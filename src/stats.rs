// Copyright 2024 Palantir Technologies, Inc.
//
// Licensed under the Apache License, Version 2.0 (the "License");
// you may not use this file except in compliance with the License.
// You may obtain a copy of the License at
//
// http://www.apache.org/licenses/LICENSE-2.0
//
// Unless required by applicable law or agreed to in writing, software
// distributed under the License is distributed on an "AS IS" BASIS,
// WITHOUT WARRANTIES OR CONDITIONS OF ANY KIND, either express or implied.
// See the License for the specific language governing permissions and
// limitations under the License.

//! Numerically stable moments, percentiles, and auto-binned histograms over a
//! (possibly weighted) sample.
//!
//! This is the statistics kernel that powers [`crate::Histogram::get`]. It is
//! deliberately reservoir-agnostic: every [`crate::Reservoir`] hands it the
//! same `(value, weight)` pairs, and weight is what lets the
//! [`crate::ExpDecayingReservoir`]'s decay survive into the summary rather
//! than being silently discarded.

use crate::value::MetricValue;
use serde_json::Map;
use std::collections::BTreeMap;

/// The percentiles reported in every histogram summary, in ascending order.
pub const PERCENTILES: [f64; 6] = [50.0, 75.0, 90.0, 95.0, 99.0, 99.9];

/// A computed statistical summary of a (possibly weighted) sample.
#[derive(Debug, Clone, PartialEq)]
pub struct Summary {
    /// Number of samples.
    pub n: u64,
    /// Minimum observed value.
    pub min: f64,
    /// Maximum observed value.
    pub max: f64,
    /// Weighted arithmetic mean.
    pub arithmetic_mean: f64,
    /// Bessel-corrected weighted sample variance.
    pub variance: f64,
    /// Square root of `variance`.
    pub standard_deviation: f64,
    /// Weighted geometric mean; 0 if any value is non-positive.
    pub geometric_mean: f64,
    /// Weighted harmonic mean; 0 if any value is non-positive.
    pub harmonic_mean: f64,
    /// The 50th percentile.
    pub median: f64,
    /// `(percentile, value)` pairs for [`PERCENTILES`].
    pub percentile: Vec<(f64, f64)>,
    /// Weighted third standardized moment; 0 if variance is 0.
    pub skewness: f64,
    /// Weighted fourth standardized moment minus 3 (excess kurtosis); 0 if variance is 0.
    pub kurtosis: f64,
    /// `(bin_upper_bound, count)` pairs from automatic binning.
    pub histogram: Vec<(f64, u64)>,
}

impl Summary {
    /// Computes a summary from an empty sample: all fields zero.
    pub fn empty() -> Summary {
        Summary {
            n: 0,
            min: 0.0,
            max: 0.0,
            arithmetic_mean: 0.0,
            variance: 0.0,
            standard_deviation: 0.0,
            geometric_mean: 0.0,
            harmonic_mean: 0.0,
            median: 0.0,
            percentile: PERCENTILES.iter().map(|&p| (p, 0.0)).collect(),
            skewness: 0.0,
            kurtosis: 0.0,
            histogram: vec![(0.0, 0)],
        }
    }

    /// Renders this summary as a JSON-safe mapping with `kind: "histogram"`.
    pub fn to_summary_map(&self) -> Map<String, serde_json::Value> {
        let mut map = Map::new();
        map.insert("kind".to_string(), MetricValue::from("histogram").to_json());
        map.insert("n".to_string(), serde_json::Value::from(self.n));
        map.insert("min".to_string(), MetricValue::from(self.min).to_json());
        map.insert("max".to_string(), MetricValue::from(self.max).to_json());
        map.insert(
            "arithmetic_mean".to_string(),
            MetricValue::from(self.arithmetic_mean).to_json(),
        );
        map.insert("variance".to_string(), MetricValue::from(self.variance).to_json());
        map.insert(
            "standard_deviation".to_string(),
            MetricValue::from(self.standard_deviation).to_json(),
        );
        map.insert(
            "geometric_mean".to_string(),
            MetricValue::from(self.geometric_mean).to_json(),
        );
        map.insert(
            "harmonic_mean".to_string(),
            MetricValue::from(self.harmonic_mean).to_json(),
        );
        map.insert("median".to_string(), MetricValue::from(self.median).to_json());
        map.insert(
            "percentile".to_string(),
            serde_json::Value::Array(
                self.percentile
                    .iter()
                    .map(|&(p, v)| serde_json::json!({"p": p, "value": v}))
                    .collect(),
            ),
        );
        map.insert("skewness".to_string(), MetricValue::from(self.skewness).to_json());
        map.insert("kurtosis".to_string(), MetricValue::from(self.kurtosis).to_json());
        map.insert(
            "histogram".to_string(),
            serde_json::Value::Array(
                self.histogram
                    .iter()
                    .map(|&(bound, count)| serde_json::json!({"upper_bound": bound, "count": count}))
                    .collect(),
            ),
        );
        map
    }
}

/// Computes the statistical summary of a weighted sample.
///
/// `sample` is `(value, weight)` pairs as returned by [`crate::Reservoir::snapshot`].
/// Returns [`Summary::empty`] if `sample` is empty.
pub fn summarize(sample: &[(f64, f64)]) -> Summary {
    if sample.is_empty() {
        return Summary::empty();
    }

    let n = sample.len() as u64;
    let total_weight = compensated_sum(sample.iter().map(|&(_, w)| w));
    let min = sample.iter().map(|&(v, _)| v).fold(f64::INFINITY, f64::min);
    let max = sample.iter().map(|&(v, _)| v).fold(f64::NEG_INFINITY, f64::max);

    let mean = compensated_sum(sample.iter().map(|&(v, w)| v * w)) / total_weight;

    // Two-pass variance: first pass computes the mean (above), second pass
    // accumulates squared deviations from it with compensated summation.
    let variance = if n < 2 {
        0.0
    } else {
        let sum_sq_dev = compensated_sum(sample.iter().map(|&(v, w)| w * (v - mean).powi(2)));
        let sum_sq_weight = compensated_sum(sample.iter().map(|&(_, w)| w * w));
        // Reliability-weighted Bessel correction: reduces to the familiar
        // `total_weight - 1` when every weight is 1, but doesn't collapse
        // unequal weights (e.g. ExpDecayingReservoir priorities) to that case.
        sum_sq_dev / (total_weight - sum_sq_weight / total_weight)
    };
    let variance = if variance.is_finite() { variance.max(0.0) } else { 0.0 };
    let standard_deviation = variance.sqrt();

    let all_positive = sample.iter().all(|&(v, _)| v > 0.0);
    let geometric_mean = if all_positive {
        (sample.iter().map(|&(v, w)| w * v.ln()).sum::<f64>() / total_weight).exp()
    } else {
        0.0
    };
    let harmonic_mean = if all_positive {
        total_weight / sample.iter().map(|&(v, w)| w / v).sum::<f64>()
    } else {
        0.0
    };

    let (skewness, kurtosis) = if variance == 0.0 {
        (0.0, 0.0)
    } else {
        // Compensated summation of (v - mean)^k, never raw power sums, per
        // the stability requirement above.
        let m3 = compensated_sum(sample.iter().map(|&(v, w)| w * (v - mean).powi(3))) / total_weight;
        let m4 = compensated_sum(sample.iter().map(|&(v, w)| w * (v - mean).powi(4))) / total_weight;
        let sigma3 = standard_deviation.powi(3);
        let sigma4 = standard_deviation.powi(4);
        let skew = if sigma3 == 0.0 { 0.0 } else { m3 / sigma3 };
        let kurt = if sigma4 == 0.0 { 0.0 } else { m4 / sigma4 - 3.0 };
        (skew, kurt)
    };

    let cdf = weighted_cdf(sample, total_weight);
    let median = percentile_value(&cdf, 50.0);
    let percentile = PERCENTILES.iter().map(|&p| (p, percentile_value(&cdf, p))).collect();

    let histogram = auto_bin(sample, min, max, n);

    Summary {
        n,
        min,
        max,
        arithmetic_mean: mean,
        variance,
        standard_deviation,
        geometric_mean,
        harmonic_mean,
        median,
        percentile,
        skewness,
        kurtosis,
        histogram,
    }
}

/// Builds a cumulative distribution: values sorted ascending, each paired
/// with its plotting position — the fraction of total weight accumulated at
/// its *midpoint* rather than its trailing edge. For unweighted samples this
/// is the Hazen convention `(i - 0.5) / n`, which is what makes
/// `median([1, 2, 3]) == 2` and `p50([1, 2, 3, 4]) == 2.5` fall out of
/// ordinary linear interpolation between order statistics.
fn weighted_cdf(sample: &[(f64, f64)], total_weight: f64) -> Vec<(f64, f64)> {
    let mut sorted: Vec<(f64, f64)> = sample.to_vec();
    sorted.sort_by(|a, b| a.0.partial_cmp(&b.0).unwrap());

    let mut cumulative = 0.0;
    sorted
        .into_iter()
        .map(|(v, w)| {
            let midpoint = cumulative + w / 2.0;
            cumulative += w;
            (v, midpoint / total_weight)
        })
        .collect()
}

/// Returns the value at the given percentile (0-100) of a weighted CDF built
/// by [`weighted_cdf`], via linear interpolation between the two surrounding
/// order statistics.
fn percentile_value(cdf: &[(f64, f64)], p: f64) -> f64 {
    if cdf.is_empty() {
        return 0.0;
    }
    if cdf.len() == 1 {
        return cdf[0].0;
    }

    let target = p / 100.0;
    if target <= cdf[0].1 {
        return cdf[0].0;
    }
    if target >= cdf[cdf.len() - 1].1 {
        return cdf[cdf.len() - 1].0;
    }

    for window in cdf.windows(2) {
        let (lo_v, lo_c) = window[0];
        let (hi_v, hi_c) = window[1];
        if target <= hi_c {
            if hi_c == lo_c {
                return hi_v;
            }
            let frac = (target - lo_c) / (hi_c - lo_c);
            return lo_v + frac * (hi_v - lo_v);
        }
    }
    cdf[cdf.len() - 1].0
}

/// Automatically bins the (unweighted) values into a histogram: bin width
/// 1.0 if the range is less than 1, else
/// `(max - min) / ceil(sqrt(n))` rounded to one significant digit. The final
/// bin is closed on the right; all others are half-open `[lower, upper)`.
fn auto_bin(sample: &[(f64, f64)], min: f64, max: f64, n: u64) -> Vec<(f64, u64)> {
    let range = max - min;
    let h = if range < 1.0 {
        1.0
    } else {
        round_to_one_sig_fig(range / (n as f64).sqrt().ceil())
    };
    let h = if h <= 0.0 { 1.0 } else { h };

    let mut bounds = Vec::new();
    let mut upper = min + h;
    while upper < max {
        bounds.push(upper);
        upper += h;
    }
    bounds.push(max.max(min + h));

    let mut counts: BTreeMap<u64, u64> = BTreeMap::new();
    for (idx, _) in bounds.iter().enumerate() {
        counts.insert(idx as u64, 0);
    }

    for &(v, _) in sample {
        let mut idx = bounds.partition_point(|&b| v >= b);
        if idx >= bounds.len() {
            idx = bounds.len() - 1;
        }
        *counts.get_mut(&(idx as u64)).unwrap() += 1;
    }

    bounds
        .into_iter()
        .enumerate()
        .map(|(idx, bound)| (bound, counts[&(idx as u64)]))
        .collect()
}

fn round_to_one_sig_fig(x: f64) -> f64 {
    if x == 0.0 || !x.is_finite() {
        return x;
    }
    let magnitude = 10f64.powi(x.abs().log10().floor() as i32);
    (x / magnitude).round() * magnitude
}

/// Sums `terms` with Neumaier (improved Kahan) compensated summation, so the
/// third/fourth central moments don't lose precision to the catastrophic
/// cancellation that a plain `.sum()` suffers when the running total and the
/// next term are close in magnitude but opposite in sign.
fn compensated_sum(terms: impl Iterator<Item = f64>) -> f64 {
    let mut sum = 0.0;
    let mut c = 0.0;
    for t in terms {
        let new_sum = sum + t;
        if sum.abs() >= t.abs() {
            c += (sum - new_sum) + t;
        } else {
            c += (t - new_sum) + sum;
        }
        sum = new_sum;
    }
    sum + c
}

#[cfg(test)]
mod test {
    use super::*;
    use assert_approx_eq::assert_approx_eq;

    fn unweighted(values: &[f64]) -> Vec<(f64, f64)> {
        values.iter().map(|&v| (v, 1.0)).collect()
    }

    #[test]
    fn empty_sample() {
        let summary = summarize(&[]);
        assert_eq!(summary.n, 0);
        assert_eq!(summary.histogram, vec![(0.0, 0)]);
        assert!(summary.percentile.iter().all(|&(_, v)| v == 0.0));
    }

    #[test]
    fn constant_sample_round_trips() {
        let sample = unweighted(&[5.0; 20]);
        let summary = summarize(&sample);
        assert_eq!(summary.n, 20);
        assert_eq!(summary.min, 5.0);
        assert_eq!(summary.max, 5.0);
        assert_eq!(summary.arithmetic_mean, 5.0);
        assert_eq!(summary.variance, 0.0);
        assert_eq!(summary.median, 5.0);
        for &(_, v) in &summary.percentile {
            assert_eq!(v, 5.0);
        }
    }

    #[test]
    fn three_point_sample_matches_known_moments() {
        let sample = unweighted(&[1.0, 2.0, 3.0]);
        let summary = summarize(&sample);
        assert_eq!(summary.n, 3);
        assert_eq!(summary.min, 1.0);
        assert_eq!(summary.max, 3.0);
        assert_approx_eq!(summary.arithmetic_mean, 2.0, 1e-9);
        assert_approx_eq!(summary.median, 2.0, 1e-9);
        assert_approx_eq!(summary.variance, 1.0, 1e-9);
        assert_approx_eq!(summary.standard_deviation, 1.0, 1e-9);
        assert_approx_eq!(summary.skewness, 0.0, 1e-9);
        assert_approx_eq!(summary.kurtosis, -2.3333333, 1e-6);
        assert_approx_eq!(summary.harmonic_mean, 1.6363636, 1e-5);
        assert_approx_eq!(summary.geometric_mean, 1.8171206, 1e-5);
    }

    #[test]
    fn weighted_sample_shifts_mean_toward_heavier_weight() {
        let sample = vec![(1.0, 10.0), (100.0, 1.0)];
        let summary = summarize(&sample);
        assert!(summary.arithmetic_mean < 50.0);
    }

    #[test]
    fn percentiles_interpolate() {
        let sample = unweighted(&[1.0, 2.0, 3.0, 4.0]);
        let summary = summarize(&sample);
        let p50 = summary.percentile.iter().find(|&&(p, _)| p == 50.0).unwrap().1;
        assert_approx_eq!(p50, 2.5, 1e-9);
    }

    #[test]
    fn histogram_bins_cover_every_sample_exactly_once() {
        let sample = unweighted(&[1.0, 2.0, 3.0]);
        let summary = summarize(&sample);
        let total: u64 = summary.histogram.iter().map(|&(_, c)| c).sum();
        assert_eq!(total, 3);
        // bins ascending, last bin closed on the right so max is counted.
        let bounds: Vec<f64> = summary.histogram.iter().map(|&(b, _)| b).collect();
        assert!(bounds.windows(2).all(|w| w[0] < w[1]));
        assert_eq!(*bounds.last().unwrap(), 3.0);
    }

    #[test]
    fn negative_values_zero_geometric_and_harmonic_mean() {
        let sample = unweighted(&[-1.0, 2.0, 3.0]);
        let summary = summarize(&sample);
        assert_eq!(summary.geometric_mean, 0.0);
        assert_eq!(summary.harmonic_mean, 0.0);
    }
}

^^^^

▶ _What you need to do_: Write out each line exactly, beginning at the one with "let sample = unweighted(&[-1.0, 2.0, 3.0]);" and ending at the final line of the records above, with nothing added.

▶ _Worked solution_:
        let sample = unweighted(&[-1.0, 2.0, 3.0]);
        let summary = summarize(&sample);
        assert_eq!(summary.geometric_mean, 0.0);
        assert_eq!(summary.harmonic_mean, 0.0);
    }
}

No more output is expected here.